Уж эти богемные горожанки!.. Одна из них будет вскользь сатирически нарисована Васильевым аж в «заболоцком» стиле: «В углу / Пять пьяниц толсторожих / Сидели, обнявшись… / Кружок / Их был украшен юной девой, — / В шелку ее кипела плоть, / Она держала кружку в левой, /А в правой ветчины ломоть». То ли дело простая, родная станичная Анастасия, что снится «в лентах, в серьгах, в кружевах». Однако и с ней почему-то в конце концов ничего путного не выходит, остается вопрошать: «Настя, Настенька, Анастасия, / Почему душа твоя темна?» — и, ответа не дождавшись, в сердцах резюмировать: «Дура в лентах, серьгах и шелках!»

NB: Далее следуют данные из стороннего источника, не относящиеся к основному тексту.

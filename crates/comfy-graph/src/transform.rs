//! Flattening a graph-form document into the execution payload.
//!
//! Each node becomes a `{class_type, inputs}` entry: widget slots are named
//! through the schema registry, then declared input connectors are resolved
//! through the link table to `[sourceNodeId, outputIndex]` references. A
//! single pass, stateless; calling it twice on the same document yields
//! structurally identical output.

use serde_json::Value;
use tracing::{debug, warn};

use crate::document::{GraphNode, WorkflowDocument};
use crate::payload::{ExecutionPayload, NodeConnection, NodeMeta, PayloadInput, PayloadNode};
use crate::schema::{self, FieldSpec, NodeSchema};

/// The payload plus any advisory warnings produced while building it.
///
/// Warnings never block submission; a payload with incompletely mapped
/// inputs is still handed to the backend, whose validation error is the
/// signal of a bad mapping.
#[derive(Clone, Debug, Default)]
pub struct TransformOutcome {
    pub payload: ExecutionPayload,
    pub warnings: Vec<String>,
}

/// Converts a workflow document into the flat execution format.
pub fn to_execution_payload(document: &WorkflowDocument) -> TransformOutcome {
    let mut outcome = TransformOutcome::default();

    let nodes = match &document.nodes {
        Some(nodes) => nodes,
        None => {
            outcome
                .warnings
                .push("workflow document has no \"nodes\" array; payload is empty".to_string());
            return outcome;
        }
    };

    for node in nodes {
        // Note nodes are annotations; the backend rejects them.
        if node.node_type == "Note" {
            continue;
        }
        let mut payload_node = PayloadNode {
            class_type: node.class_type().to_string(),
            meta: node.title.clone().map(|title| NodeMeta { title }),
            inputs: Default::default(),
        };

        match schema::schema_for(&node.node_type) {
            Some(schema) => overlay_widget_inputs(node, schema, &mut payload_node, &mut outcome.warnings),
            None => {
                if node
                    .widgets_values
                    .as_ref()
                    .map(|w| !w.is_empty())
                    .unwrap_or(false)
                {
                    warn!(
                        node = %node.id,
                        node_type = %node.node_type,
                        "no widget table for node type; payload inputs may be incomplete"
                    );
                    outcome.warnings.push(format!(
                        "no widget table for node type \"{}\" on node {}; payload inputs may be incomplete",
                        node.node_type, node.id
                    ));
                }
            }
        }

        resolve_connections(node, document, &mut payload_node, &mut outcome.warnings);
        outcome
            .payload
            .nodes
            .insert(node.id.to_string(), payload_node);
    }
    outcome
}

fn overlay_widget_inputs(
    node: &GraphNode,
    schema: &NodeSchema,
    payload_node: &mut PayloadNode,
    warnings: &mut Vec<String>,
) {
    for field in schema.fields {
        if !field.emit {
            continue;
        }
        let raw = if !field.from_widget {
            None
        } else {
            node.widgets_values
                .as_ref()
                .and_then(|widgets| {
                    if schema.keyed {
                        widgets.key(field.name)
                    } else {
                        widgets.index(field.index)
                    }
                })
                .filter(|value| !value.is_null())
                .cloned()
        };

        let value = match raw {
            Some(value) => apply_sanitizer(field, value),
            None => match field.default {
                Some(default) => {
                    if field.required {
                        warn!(
                            node = %node.id,
                            field = field.name,
                            "required field missing; substituting default"
                        );
                        warnings.push(format!(
                            "node {} ({}) is missing required field \"{}\"; defaulting to {}",
                            node.id,
                            node.node_type,
                            field.name,
                            default.to_value()
                        ));
                    }
                    default.to_value()
                }
                // No value and no default policy: omit the field.
                None => continue,
            },
        };
        payload_node
            .inputs
            .insert(field.name.to_string(), PayloadInput::Value(value));
    }
}

fn apply_sanitizer(field: &FieldSpec, value: Value) -> Value {
    match field.sanitize {
        Some(sanitize) => sanitize(value),
        None => value,
    }
}

/// Resolves every wired input connector through the link table. Connection
/// entries land after the widget overlay and win name collisions, matching
/// the backend's expectation that a wired input supersedes a widget value.
fn resolve_connections(
    node: &GraphNode,
    document: &WorkflowDocument,
    payload_node: &mut PayloadNode,
    warnings: &mut Vec<String>,
) {
    let Some(slots) = &node.inputs else {
        return;
    };
    for slot in slots {
        let Some(link_id) = slot.link else {
            continue;
        };
        match document.link_by_id(link_id).and_then(|link| {
            Some(NodeConnection {
                node_id: link.source_node()?.to_string(),
                output_index: link.source_output()?,
            })
        }) {
            Some(connection) => {
                debug!(node = %node.id, input = %slot.name, source = %connection.node_id, "resolved link");
                payload_node
                    .inputs
                    .insert(slot.name.clone(), PayloadInput::Connection(connection));
            }
            None => {
                warn!(node = %node.id, input = %slot.name, link_id, "dangling link reference");
                warnings.push(format!(
                    "node {} input \"{}\" references missing link {}",
                    node.id, slot.name, link_id
                ));
            }
        }
    }
}
const SAMPLER_NAMES: &[&str] = &[
    "euler",
    "euler_ancestral",
    "heun",
    "dpm_2",
    "dpm_2_ancestral",
    "lms",
    "dpmpp_2m",
    "dpmpp_sde",
    "dpmpp_2m_sde",
    "ddim",
    "uni_pc",
];

const SCHEDULERS: &[&str] = &[
    "normal",
    "karras",
    "exponential",
    "sgm_uniform",
    "simple",
    "ddim_uniform",
];

const SAMPLER_CONTROL: &[&str] = &["fixed", "increment", "decrement", "randomize"];

const OFFLOAD_DEVICES: &[&str] = &["main_device", "offload_device"];

const LATENT_DIMENSIONS: &[FieldSpec] = &[
    FieldSpec::new(0, "width", Semantic::Width, ValueKind::Int).range(16.0, 8192.0),
    FieldSpec::new(1, "height", Semantic::Height, ValueKind::Int).range(16.0, 8192.0),
    FieldSpec::new(2, "batch_size", Semantic::BatchSize, ValueKind::Int).range(1.0, 64.0),
];

const CHECKPOINT_LOADER: &[FieldSpec] =
    &[FieldSpec::new(0, "ckpt_name", Semantic::Model, ValueKind::Text)];

const MODEL_AND_PRECISION: &[FieldSpec] = &[
    FieldSpec::new(0, "model_name", Semantic::Model, ValueKind::Text),
    FieldSpec::new(1, "precision", Semantic::Precision, ValueKind::Choice)
        .choices(&["fp16", "fp32", "bf16"]),
];

static SCHEMAS: &[NodeSchema] = &[
    NodeSchema {
        node_type: "KSampler",
        class: NodeClass::Standard,
        keyed: false,
        fields: &[
            FieldSpec::new(0, "seed", Semantic::Seed, ValueKind::Int).range(0.0, 18446744073709551615.0),
            FieldSpec::new(1, "control_after_generate", Semantic::SamplerControl, ValueKind::Choice)
                .choices(SAMPLER_CONTROL)
                .ui_only(),
            FieldSpec::new(2, "steps", Semantic::Steps, ValueKind::Int).range(1.0, 10000.0),
            FieldSpec::new(3, "cfg", Semantic::Cfg, ValueKind::Float).range(0.0, 100.0),
            FieldSpec::new(4, "sampler_name", Semantic::SamplerName, ValueKind::Choice)
                .choices(SAMPLER_NAMES),
            FieldSpec::new(5, "scheduler", Semantic::Scheduler, ValueKind::Choice)
                .choices(SCHEDULERS),
            FieldSpec::new(6, "denoise", Semantic::Denoise, ValueKind::Float).range(0.0, 1.0),
        ],
    },
    NodeSchema {
        node_type: "CLIPTextEncode",
        class: NodeClass::Standard,
        keyed: false,
        fields: &[FieldSpec::new(0, "text", Semantic::Prompt, ValueKind::Text)],
    },
    NodeSchema {
        node_type: "EmptyLatentImage",
        class: NodeClass::Standard,
        keyed: false,
        fields: LATENT_DIMENSIONS,
    },
    NodeSchema {
        node_type: "EmptySD3LatentImage",
        class: NodeClass::Standard,
        keyed: false,
        fields: LATENT_DIMENSIONS,
    },
    NodeSchema {
        node_type: "CheckpointLoaderSimple",
        class: NodeClass::Standard,
        keyed: false,
        fields: CHECKPOINT_LOADER,
    },
    NodeSchema {
        node_type: "ImageOnlyCheckpointLoader",
        class: NodeClass::Standard,
        keyed: false,
        fields: CHECKPOINT_LOADER,
    },
    NodeSchema {
        node_type: "VAELoader",
        class: NodeClass::Standard,
        keyed: false,
        fields: &[FieldSpec::new(0, "vae_name", Semantic::Model, ValueKind::Text)],
    },
    NodeSchema {
        node_type: "UNETLoader",
        class: NodeClass::Standard,
        keyed: false,
        fields: &[
            FieldSpec::new(0, "unet_name", Semantic::Model, ValueKind::Text),
            FieldSpec::new(1, "weight_dtype", Semantic::Precision, ValueKind::Text)
                .default_value(DefaultValue::Str("default")),
        ],
    },
    NodeSchema {
        node_type: "QuadrupleCLIPLoader",
        class: NodeClass::Standard,
        keyed: false,
        fields: &[
            FieldSpec::new(0, "clip_name1", Semantic::Model, ValueKind::Text),
            FieldSpec::new(1, "clip_name2", Semantic::Model, ValueKind::Text),
            FieldSpec::new(2, "clip_name3", Semantic::Model, ValueKind::Text),
            FieldSpec::new(3, "clip_name4", Semantic::Model, ValueKind::Text),
        ],
    },
    NodeSchema {
        node_type: "ModelSamplingSD3",
        class: NodeClass::Standard,
        keyed: false,
        fields: &[FieldSpec::new(0, "shift", Semantic::Shift, ValueKind::Float)
            .default_value(DefaultValue::Int(5))],
    },
    NodeSchema {
        node_type: "LoraLoader",
        class: NodeClass::Standard,
        keyed: false,
        fields: &[
            FieldSpec::new(0, "lora_name", Semantic::Model, ValueKind::Text),
            FieldSpec::new(1, "strength_model", Semantic::Strength, ValueKind::Float)
                .range(-20.0, 20.0),
            FieldSpec::new(2, "strength_clip", Semantic::Strength, ValueKind::Float)
                .range(-20.0, 20.0),
        ],
    },
    NodeSchema {
        node_type: "SaveImage",
        class: NodeClass::Standard,
        keyed: false,
        fields: &[FieldSpec::new(0, "filename_prefix", Semantic::Filename, ValueKind::Text)],
    },
    NodeSchema {
        node_type: "LoadImage",
        class: NodeClass::Standard,
        keyed: false,
        fields: &[
            FieldSpec::new(0, "image", Semantic::ImagePath, ValueKind::Text)
                .required()
                .default_value(DefaultValue::Str("example.png")),
            FieldSpec::new(1, "upload", Semantic::Other, ValueKind::Text).ui_only(),
        ],
    },
    // Video family.
    NodeSchema {
        node_type: "WanVideoTextEncode",
        class: NodeClass::Video,
        keyed: false,
        fields: &[
            FieldSpec::new(0, "positive_prompt", Semantic::Prompt, ValueKind::Text),
            FieldSpec::new(1, "negative_prompt", Semantic::NegativePrompt, ValueKind::Text),
            FieldSpec::new(2, "force_zeros", Semantic::Other, ValueKind::Bool)
                .default_value(DefaultValue::Bool(true)),
        ],
    },
    NodeSchema {
        node_type: "WanVideoEmptyEmbeds",
        class: NodeClass::Video,
        keyed: false,
        fields: &[
            FieldSpec::new(0, "width", Semantic::Width, ValueKind::Int).range(16.0, 8192.0),
            FieldSpec::new(1, "height", Semantic::Height, ValueKind::Int).range(16.0, 8192.0),
            FieldSpec::new(2, "num_frames", Semantic::Frames, ValueKind::Int).range(1.0, 1024.0),
        ],
    },
    NodeSchema {
        node_type: "WanVideoBlockSwap",
        class: NodeClass::Video,
        keyed: false,
        fields: &[
            FieldSpec::new(0, "blocks_to_swap", Semantic::Other, ValueKind::Int).range(0.0, 40.0),
            FieldSpec::new(1, "offload_txt_emb", Semantic::Other, ValueKind::Bool),
            FieldSpec::new(2, "offload_img_emb", Semantic::Other, ValueKind::Bool),
            FieldSpec::new(3, "non_blocking", Semantic::Other, ValueKind::Bool),
            FieldSpec::new(4, "vace_blocks_to_swap", Semantic::Other, ValueKind::Int)
                .default_value(DefaultValue::Int(0)),
        ],
    },
    NodeSchema {
        node_type: "WanVideoTorchCompileSettings",
        class: NodeClass::Video,
        keyed: false,
        fields: &[
            FieldSpec::new(0, "backend", Semantic::Other, ValueKind::Choice)
                .choices(&["inductor", "cudagraphs"]),
            FieldSpec::new(1, "fullgraph", Semantic::Other, ValueKind::Bool),
            FieldSpec::new(2, "mode", Semantic::Other, ValueKind::Text),
            FieldSpec::new(3, "max_autotune", Semantic::Other, ValueKind::Bool),
            FieldSpec::new(4, "max_autotune_gemm_backends", Semantic::Other, ValueKind::Int),
            FieldSpec::new(5, "use_fp16_cast", Semantic::Other, ValueKind::Bool),
            FieldSpec::new(6, "max_autotune_gemm_warmup", Semantic::Other, ValueKind::Int),
            FieldSpec::new(7, "compile_transformer_blocks_only", Semantic::Other, ValueKind::Bool)
                .payload_only()
                .default_value(DefaultValue::Bool(false)),
            FieldSpec::new(8, "dynamic", Semantic::Other, ValueKind::Bool)
                .payload_only()
                .default_value(DefaultValue::Bool(false)),
            FieldSpec::new(9, "dynamo_cache_size_limit", Semantic::Other, ValueKind::Int)
                .payload_only()
                .default_value(DefaultValue::Int(64)),
        ],
    },
    NodeSchema {
        node_type: "WanVideoTeaCache",
        class: NodeClass::Video,
        keyed: false,
        fields: &[
            FieldSpec::new(0, "start_step", Semantic::Other, ValueKind::Float).range(0.0, 1.0),
            FieldSpec::new(1, "end_step", Semantic::Other, ValueKind::Float).range(0.0, 1.0),
            FieldSpec::new(2, "rel_l1_thresh", Semantic::Other, ValueKind::Float)
                .sanitized(clamp_non_negative),
            FieldSpec::new(3, "cache_device", Semantic::Device, ValueKind::Choice)
                .choices(OFFLOAD_DEVICES),
            FieldSpec::new(4, "use_coefficients", Semantic::Other, ValueKind::Bool)
                .sanitized(coerce_bool),
            FieldSpec::new(5, "coeff_mode", Semantic::Other, ValueKind::Text),
        ],
    },
    NodeSchema {
        node_type: "WanVideoEnhanceAVideo",
        class: NodeClass::Video,
        keyed: false,
        fields: &[
            FieldSpec::new(0, "enhance_factor", Semantic::Other, ValueKind::Float),
            FieldSpec::new(1, "enhance_start", Semantic::Other, ValueKind::Float),
            FieldSpec::new(2, "enhance_end", Semantic::Other, ValueKind::Float),
            FieldSpec::new(3, "start_percent", Semantic::Other, ValueKind::Int)
                .payload_only()
                .default_value(DefaultValue::Int(0)),
            FieldSpec::new(4, "end_percent", Semantic::Other, ValueKind::Int)
                .payload_only()
                .default_value(DefaultValue::Int(1)),
            FieldSpec::new(5, "weight", Semantic::Other, ValueKind::Int)
                .payload_only()
                .default_value(DefaultValue::Int(1)),
        ],
    },
    NodeSchema {
        node_type: "WanVideoSampler",
        class: NodeClass::Video,
        keyed: false,
        fields: &[
            FieldSpec::new(0, "steps", Semantic::Steps, ValueKind::Int).range(1.0, 10000.0),
            FieldSpec::new(1, "cfg", Semantic::Cfg, ValueKind::Float).range(0.0, 100.0),
            FieldSpec::new(2, "shift", Semantic::Shift, ValueKind::Float),
            FieldSpec::new(3, "seed", Semantic::Seed, ValueKind::Int)
                .range(0.0, 4294967295.0),
            FieldSpec::new(4, "sampler_name", Semantic::SamplerName, ValueKind::Text),
            FieldSpec::new(5, "diffusion_type", Semantic::Other, ValueKind::Bool),
            FieldSpec::new(6, "scheduler", Semantic::Scheduler, ValueKind::Choice)
                .choices(&["unipc", "dpm++", "euler"]),
            FieldSpec::new(7, "riflex_freq_index", Semantic::Other, ValueKind::Int),
            FieldSpec::new(10, "implementation", Semantic::Other, ValueKind::Text)
                .default_value(DefaultValue::Str("comfy")),
        ],
    },
    NodeSchema {
        node_type: "WanVideoDecode",
        class: NodeClass::Video,
        keyed: false,
        fields: &[
            FieldSpec::new(0, "restore_faces", Semantic::Other, ValueKind::Bool),
            FieldSpec::new(1, "tile_x", Semantic::Other, ValueKind::Int),
            FieldSpec::new(2, "tile_y", Semantic::Other, ValueKind::Int),
            FieldSpec::new(3, "tile_stride_x", Semantic::Other, ValueKind::Int),
            FieldSpec::new(4, "tile_stride_y", Semantic::Other, ValueKind::Int),
            FieldSpec::new(5, "enable_vae_tiling", Semantic::Other, ValueKind::Bool)
                .payload_only()
                .default_value(DefaultValue::Bool(true)),
        ],
    },
    NodeSchema {
        node_type: "WanVideoVAELoader",
        class: NodeClass::Video,
        keyed: false,
        fields: MODEL_AND_PRECISION,
    },
    NodeSchema {
        node_type: "LoadWanVideoT5TextEncoder",
        class: NodeClass::Video,
        keyed: false,
        fields: MODEL_AND_PRECISION,
    },
    NodeSchema {
        node_type: "WanVideoModelLoader",
        class: NodeClass::Video,
        keyed: false,
        fields: &[
            FieldSpec::new(0, "model", Semantic::Model, ValueKind::Text),
            FieldSpec::new(1, "base_precision", Semantic::Precision, ValueKind::Choice)
                .choices(&["fp32", "bf16", "fp16"]),
            FieldSpec::new(2, "quantization", Semantic::Other, ValueKind::Text)
                .sanitized(quantization_guard),
            FieldSpec::new(3, "load_device", Semantic::Device, ValueKind::Choice)
                .choices(OFFLOAD_DEVICES),
            FieldSpec::new(4, "attention_implementation", Semantic::Other, ValueKind::Choice)
                .choices(&["sdpa", "flash_attn_2", "sageattn"]),
        ],
    },
    NodeSchema {
        node_type: "VHS_VideoCombine",
        class: NodeClass::Video,
        keyed: true,
        fields: &[
            FieldSpec::new(0, "frame_rate", Semantic::Fps, ValueKind::Int)
                .range(1.0, 120.0)
                .default_value(DefaultValue::Int(24)),
            FieldSpec::new(1, "loop_count", Semantic::Other, ValueKind::Int)
                .default_value(DefaultValue::Int(0)),
            FieldSpec::new(2, "filename_prefix", Semantic::Filename, ValueKind::Text)
                .default_value(DefaultValue::Str("video_output")),
            FieldSpec::new(3, "format", Semantic::Other, ValueKind::Text)
                .default_value(DefaultValue::Str("video/h264-mp4")),
            FieldSpec::new(4, "pingpong", Semantic::Other, ValueKind::Bool)
                .default_value(DefaultValue::Bool(false)),
            FieldSpec::new(5, "save_output", Semantic::Other, ValueKind::Bool)
                .default_value(DefaultValue::Bool(true)),
        ],
    },
];
//! Response models for the ComfyUI HTTP API.

use std::collections::HashMap;

use serde::{Deserialize, Serialize};
use serde_json::Value;
use serde_with::skip_serializing_none;

/// Response to a prompt submission.
#[derive(Serialize, Deserialize, Debug, Clone)]
pub struct QueueResponse {
    /// Server-assigned id for the queued prompt. Treated as opaque.
    pub prompt_id: String,
    /// The prompt number in the execution queue.
    pub number: Option<u64>,
    /// Per-node validation errors, indexed by node id.
    #[serde(default)]
    pub node_errors: HashMap<String, Value>,
}

/// A single output file reference from a completed node.
#[skip_serializing_none]
#[derive(Serialize, Deserialize, Debug, Clone, PartialEq)]
pub struct FileInfo {
    pub filename: String,
    #[serde(default)]
    pub subfolder: String,
    /// Storage location tag (`output`, `temp`, …).
    #[serde(rename = "type")]
    pub location: Option<String>,
    /// MIME-style format marker; video outputs carry `video/...`.
    pub format: Option<String>,
    pub frame_rate: Option<f64>,
    pub fullpath: Option<String>,
}

impl FileInfo {
    pub fn is_video(&self) -> bool {
        self.format
            .as_deref()
            .map(|f| f.starts_with("video/"))
            .unwrap_or(false)
    }
}

/// Outputs recorded for one node. Videos surface under `gifs` on some node
/// packs and `videos` on others; both are collected.
#[derive(Serialize, Deserialize, Debug, Clone, Default)]
pub struct NodeOutput {
    #[serde(default)]
    pub images: Vec<FileInfo>,
    #[serde(default)]
    pub gifs: Vec<FileInfo>,
    #[serde(default)]
    pub videos: Vec<FileInfo>,
}

/// Execution status block of a history entry.
#[derive(Serialize, Deserialize, Debug, Clone, Default)]
pub struct TaskStatus {
    pub status_str: Option<String>,
    pub completed: Option<bool>,
    #[serde(default)]
    pub messages: Vec<Value>,
}

/// One prompt's history entry.
#[derive(Serialize, Deserialize, Debug, Clone, Default)]
pub struct Task {
    #[serde(default)]
    pub outputs: HashMap<String, NodeOutput>,
    pub status: Option<TaskStatus>,
}

/// Kind of a collected output file.
#[derive(Clone, Copy, Debug, PartialEq, Eq)]
pub enum OutputKind {
    Image,
    Video,
}

/// An output file attributed to the node that produced it.
#[derive(Clone, Debug)]
pub struct OutputFile {
    pub node_id: String,
    pub kind: OutputKind,
    pub file: FileInfo,
}

impl Task {
    /// Whether the server marked this task complete.
    pub fn is_completed(&self) -> bool {
        self.status
            .as_ref()
            .and_then(|s| s.completed)
            .unwrap_or(false)
    }

    /// Whether the server marked this task failed.
    pub fn is_errored(&self) -> bool {
        self.status
            .as_ref()
            .and_then(|s| s.status_str.as_deref())
            .map(|s| s == "error")
            .unwrap_or(false)
    }

    /// Extracts a human-readable failure description from the status
    /// messages, when the server recorded an `execution_error` entry.
    pub fn error_message(&self) -> Option<String> {
        let status = self.status.as_ref()?;
        for message in &status.messages {
            let kind = message.get(0).and_then(Value::as_str);
            if kind != Some("execution_error") {
                continue;
            }
            let details = message.get(1)?;
            let node_id = details
                .get("node_id")
                .map(|v| v.to_string())
                .unwrap_or_else(|| "unknown".to_string());
            let node_type = details
                .get("node_type")
                .and_then(Value::as_str)
                .unwrap_or("unknown");
            let exception = details
                .get("exception_message")
                .and_then(Value::as_str)
                .unwrap_or("Unknown error");
            return Some(format!(
                "error in node {} ({}): {}",
                node_id, node_type, exception
            ));
        }
        if self.is_errored() {
            return Some("workflow execution failed".to_string());
        }
        None
    }

    /// Flattens all recorded node outputs into attributed file references.
    pub fn output_files(&self) -> Vec<OutputFile> {
        let mut files = Vec::new();
        for (node_id, output) in &self.outputs {
            for file in &output.images {
                files.push(OutputFile {
                    node_id: node_id.clone(),
                    kind: if file.is_video() {
                        OutputKind::Video
                    } else {
                        OutputKind::Image
                    },
                    file: file.clone(),
                });
            }
            for file in output.gifs.iter().chain(&output.videos) {
                files.push(OutputFile {
                    node_id: node_id.clone(),
                    kind: OutputKind::Video,
                    file: file.clone(),
                });
            }
        }
        files.sort_by(|a, b| a.node_id.cmp(&b.node_id).then(a.file.filename.cmp(&b.file.filename)));
        files
    }
}

/// Position of a prompt in the server's execution queue.
#[derive(Clone, Copy, Debug, PartialEq, Eq)]
pub enum QueuePosition {
    Running,
    /// 1-based position among pending prompts.
    Pending(usize),
}

/// The `/queue` endpoint response. Queue entries are heterogeneous arrays
/// with the prompt id at index 1.
#[derive(Serialize, Deserialize, Debug, Clone, Default)]
pub struct QueueStatus {
    #[serde(default)]
    pub queue_running: Vec<Value>,
    #[serde(default)]
    pub queue_pending: Vec<Value>,
}

impl QueueStatus {
    pub fn position_of(&self, prompt_id: &str) -> Option<QueuePosition> {
        if self
            .queue_running
            .iter()
            .any(|entry| entry_matches(entry, prompt_id))
        {
            return Some(QueuePosition::Running);
        }
        self.queue_pending
            .iter()
            .position(|entry| entry_matches(entry, prompt_id))
            .map(|idx| QueuePosition::Pending(idx + 1))
    }

    pub fn pending_len(&self) -> usize {
        self.queue_pending.len()
    }
}

fn entry_matches(entry: &Value, prompt_id: &str) -> bool {
    entry.get(1).and_then(Value::as_str) == Some(prompt_id)
}
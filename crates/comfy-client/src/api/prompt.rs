use anyhow::Context;
use comfy_graph::ExecutionPayload;
use reqwest::Url;
use serde::Serialize;
use serde_json::Value;
use serde_with::skip_serializing_none;

use crate::models::QueueResponse;

#[skip_serializing_none]
#[derive(Serialize, Debug)]
struct PromptWrapper<'a> {
    prompt: &'a ExecutionPayload,
    client_id: Option<uuid::Uuid>,
    extra_data: Option<&'a Value>,
}

/// Struct representing a connection to the ComfyUI API `prompt` endpoint.
#[derive(Clone, Debug)]
pub struct PromptApi {
    client: reqwest::Client,
    endpoint: Url,
    client_id: uuid::Uuid,
}

impl PromptApi {
    /// Constructs a new `PromptApi` client with a given `reqwest::Client` and ComfyUI API
    /// endpoint `String`.
    ///
    /// # Arguments
    ///
    /// * `client` - A `reqwest::Client` used to send requests.
    /// * `endpoint` - A `String` representation of the endpoint url.
    /// * `client_id` - The client id to attribute submissions to.
    ///
    /// # Errors
    ///
    /// If the URL fails to parse, an error will be returned.
    pub fn new(
        client: reqwest::Client,
        endpoint: String,
        client_id: uuid::Uuid,
    ) -> anyhow::Result<Self> {
        Ok(Self::new_with_url(
            client,
            Url::parse(&endpoint).context("failed to parse endpoint url")?,
            client_id,
        ))
    }

    /// Constructs a new `PromptApi` client with a given `reqwest::Client` and endpoint `Url`.
    pub fn new_with_url(client: reqwest::Client, endpoint: Url, client_id: uuid::Uuid) -> Self {
        Self {
            client,
            endpoint,
            client_id,
        }
    }

    /// Queues an execution payload.
    ///
    /// # Arguments
    ///
    /// * `payload` - The flattened workflow to submit.
    ///
    /// # Returns
    ///
    /// A `Result` containing a `QueueResponse` on success, or an error if the request failed.
    pub async fn send(&self, payload: &ExecutionPayload) -> anyhow::Result<QueueResponse> {
        self.send_with_extra(payload, None).await
    }

    /// Queues an execution payload, forwarding the document's `extra_data`
    /// block when the caller preserved one.
    pub async fn send_with_extra(
        &self,
        payload: &ExecutionPayload,
        extra_data: Option<&Value>,
    ) -> anyhow::Result<QueueResponse> {
        let response = self
            .client
            .post(self.endpoint.clone())
            .json(&PromptWrapper {
                prompt: payload,
                client_id: Some(self.client_id),
                extra_data,
            })
            .send()
            .await
            .context("failed to send request")?;
        if response.status().is_success() {
            return response.json().await.context("failed to parse json");
        }
        let status = response.status();
        let text = response
            .text()
            .await
            .context("failed to get response text")?;
        Err(anyhow::anyhow!(
            "got error code: {}, message text: {}",
            status,
            text
        ))
    }
}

Да, каких только женских образов не встретишь в его любовной лирике. Тут и таинственная «лесная княгиня»: «У нее в малине губы, / А глаза темны, темны, / Тяжелы собачьи шубы, / Вместо серег две луны». И «комплексы», как говорится, отсутствуют: «Одного себе оставишь / И забудешь о другом». И покорная добродетельная жена, коей позволительно изменять, объясняясь потом с восхитительной мужской простотой: «Ничего, дорогая! Я баловал с этой, / Ни на каплю, нисколько ее не любя». Тут возможны разные отношения: от «Даже во сне мне / Не прекословь» (о чем, кажется, и не помышляется!) до — «Отвечала подруга: / „Нет, / Я люблю сразу двух, и трех, / И тебя могу полюбить, / Если хочешь четвертым быть“».
Но центральной фигурой суждено было стать Наталье — реальной писательнице Наталье Кончаловской. Дочь художника Кончаловского, внучка Сурикова; впоследствии наиболее известная как матриарх августейшего михалковского семейства, а тогда, в «Васильевское» время, — просто молодая, красивая, свободная женщина, уже успевшая «завоевать» Америку и вернуться на родину. По ее свидетельству, «степной угрюмый кавалер» взаимности не получил, чем был немало озадачен и раздосадован. «Признаю все, что тобой любимо, / Радуйся, Наталья, веселись!» — такое давалось непросто, взять хотя бы чуждые его духу иностранные штучки вроде румбы или фокстрота, к которым та имела пристрастие:
Есть своя повадка у фокстрота,
Хоть ему до русских, наших, — где ж!..
Но когда стоишь вполоборота,
Забываю, что ты де-ла-ешь…
Никакие признания, однако, не помогали; оставалось дать волю воображению и писать стихи о счастливой любви — «Стихи в честь Натальи». Много воздается там любимому «телесному избытку», но не менее проникновенно сказано об улыбке:
А улыбка — ведь какая малость! —
Но хочу, чтоб вечно улыбалась —
До чего тогда ты хороша!
До чего доступна, недотрога,
Губ углы приподняты немного:
Вот где помещается душа.
Она предстает как бы главной российской Невестой: «Прогуляться ль выйдешь, дорогая, / Все в тебе ценя и прославляя, / Смотрит долго умный наш народ, / Называет «прелестью”и «павой» / И шумит вослед за величавой: / «По стране красавица идет»».
…И в июне в первые недели
По стране веселое веселье,
И стране нет дела до трухи.
Слышишь, звон прекрасный возникает?
Это петь невеста начинает,
Пробуют гитары женихи.
Однако хотелось бы вернуться пока назад, к истокам этого творчества. Детство Павла Васильева пришлось на революцию и гражданскую войну. О том, чем была первая для обильного казачьего края, он недвусмысленно скажет в «Автобиографических главах».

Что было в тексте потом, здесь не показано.